(Saved data entries)
■ ■ ■ ■ ■ ■ ■

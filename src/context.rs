//! The wgpu rendering context.
//!
//! [`Context`] owns the surface, device and queue and implements
//! [`RenderBackend`]: draw calls are recorded during a frame and replayed in
//! a single render pass when the frame ends.

use std::{collections::HashSet, sync::Arc};

use cgmath::{Matrix4, Vector3};
use wgpu::util::DeviceExt;
use winit::window::Window;

use crate::{
    backend::{BufferHandle, DrawCall, ProgramLog, RenderBackend, TextureHandle},
    data_structures::{object::Mode, texture},
    pipelines::{
        SCENE_SHADER,
        basic::{SceneLayouts, ScenePipelines},
        uniforms::{DynamicUniformBuffer, FrameUniform, ObjectUniform},
    },
    resources::{ModelBuffers, texture::MipLevel},
};

/// A draw waiting for the end of the frame.
struct PendingDraw {
    mode: Mode,
    blending: bool,
    offset: u32,
    texture: Option<TextureHandle>,
    buffers: ModelBuffers,
    count: u32,
    indexed: bool,
}

pub struct Context {
    pub(crate) window: Arc<Window>,
    pub(crate) depth_texture: texture::Texture,
    pub surface: wgpu::Surface<'static>,
    pub device: wgpu::Device,
    pub queue: wgpu::Queue,
    pub config: wgpu::SurfaceConfiguration,
    layouts: SceneLayouts,
    pipelines: Option<ScenePipelines>,
    frame_uniform: FrameUniform,
    frame_buffer: wgpu::Buffer,
    frame_bind_group: wgpu::BindGroup,
    objects: DynamicUniformBuffer<ObjectUniform>,
    object_bind_group: wgpu::BindGroup,
    buffers: Vec<wgpu::Buffer>,
    textures: Vec<wgpu::BindGroup>,
    default_texture: wgpu::BindGroup,
    /// Bound in place of missing uv or normal buffers.
    zero_buffer: wgpu::Buffer,
    clear: wgpu::Color,
    blending: bool,
    pending: Vec<PendingDraw>,
    approximated: HashSet<Mode>,
}

impl Context {
    pub async fn new(window: Arc<Window>) -> anyhow::Result<Self> {
        let size = window.inner_size();

        log::info!("WGPU setup");
        let instance = wgpu::Instance::new(&wgpu::InstanceDescriptor {
            #[cfg(not(target_arch = "wasm32"))]
            backends: wgpu::Backends::PRIMARY,
            #[cfg(target_arch = "wasm32")]
            backends: wgpu::Backends::GL,
            ..Default::default()
        });

        let surface = instance.create_surface(window.clone())?;

        let adapter = instance
            .request_adapter(&wgpu::RequestAdapterOptions {
                power_preference: wgpu::PowerPreference::default(),
                compatible_surface: Some(&surface),
                force_fallback_adapter: false,
            })
            .await?;
        log::info!("device and queue");
        let (device, queue) = adapter
            .request_device(&wgpu::DeviceDescriptor {
                label: None,
                required_features: wgpu::Features::empty(),
                // WebGL doesn't support all of wgpu's features
                required_limits: if cfg!(target_arch = "wasm32") {
                    wgpu::Limits::downlevel_webgl2_defaults()
                } else {
                    wgpu::Limits::default()
                },
                memory_hints: Default::default(),
                experimental_features: wgpu::ExperimentalFeatures::disabled(),
                trace: wgpu::Trace::Off,
            })
            .await?;

        let surface_caps = surface.get_capabilities(&adapter);
        // Colors are authored in display space; keep the surface linear.
        let surface_format = surface_caps
            .formats
            .iter()
            .copied()
            .find(|f| !f.is_srgb())
            .or_else(|| surface_caps.formats.first().copied())
            .ok_or_else(|| anyhow::anyhow!("surface reports no supported formats"))?;
        let config = wgpu::SurfaceConfiguration {
            usage: wgpu::TextureUsages::RENDER_ATTACHMENT,
            format: surface_format,
            width: size.width.max(1),
            height: size.height.max(1),
            present_mode: surface_caps.present_modes[0],
            alpha_mode: surface_caps.alpha_modes[0],
            view_formats: vec![],
            desired_maximum_frame_latency: 2,
        };
        surface.configure(&device, &config);

        let layouts = SceneLayouts::new(&device);

        let frame_uniform = FrameUniform::new();
        let frame_buffer = device.create_buffer_init(&wgpu::util::BufferInitDescriptor {
            label: Some("Frame Buffer"),
            contents: bytemuck::cast_slice(&[frame_uniform]),
            usage: wgpu::BufferUsages::UNIFORM | wgpu::BufferUsages::COPY_DST,
        });
        let frame_bind_group = device.create_bind_group(&wgpu::BindGroupDescriptor {
            layout: &layouts.frame,
            entries: &[wgpu::BindGroupEntry {
                binding: 0,
                resource: frame_buffer.as_entire_binding(),
            }],
            label: Some("frame_bind_group"),
        });

        let objects = DynamicUniformBuffer::new(&device, "Object Buffer");
        let object_bind_group = object_bind_group(&device, &layouts, &objects);

        let white = [MipLevel {
            width: 1,
            height: 1,
            pixels: vec![255; 4],
        }];
        let white = texture::Texture::from_levels(&device, &queue, &white, "default_texture");
        let default_texture = texture_bind_group(&device, &layouts, &white);

        let zero_buffer = zero_buffer(&device, 1024);

        let depth_texture = texture::Texture::create_depth_texture(
            &device,
            [config.width, config.height],
            "depth_texture",
        );

        Ok(Self {
            window,
            depth_texture,
            surface,
            device,
            queue,
            config,
            layouts,
            pipelines: None,
            frame_uniform,
            frame_buffer,
            frame_bind_group,
            objects,
            object_bind_group,
            buffers: Vec::new(),
            textures: Vec::new(),
            default_texture,
            zero_buffer,
            clear: wgpu::Color::WHITE,
            blending: false,
            pending: Vec::new(),
            approximated: HashSet::new(),
        })
    }

    pub fn window(&self) -> &Arc<Window> {
        &self.window
    }

    pub fn resize(&mut self, width: u32, height: u32) {
        if width > 0 && height > 0 {
            self.config.width = width;
            self.config.height = height;
            self.surface.configure(&self.device, &self.config);
            self.depth_texture = texture::Texture::create_depth_texture(
                &self.device,
                [self.config.width, self.config.height],
                "depth_texture",
            );
        }
    }

    fn vertex_buffer(&self, handle: Option<BufferHandle>) -> &wgpu::Buffer {
        handle
            .and_then(|handle| self.buffers.get(handle.0 as usize))
            .unwrap_or(&self.zero_buffer)
    }

    fn push_buffer(&mut self, buffer: wgpu::Buffer) -> BufferHandle {
        self.buffers.push(buffer);
        BufferHandle(self.buffers.len() as u32 - 1)
    }
}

■ ■ ■ ■ ■ ■ ■

__What this task involves__:
Wherever the string "approximated" occurs in the records, copy the line it is in.

__Solution__:
    approximated: HashSet<Mode>,
            approximated: HashSet::new(),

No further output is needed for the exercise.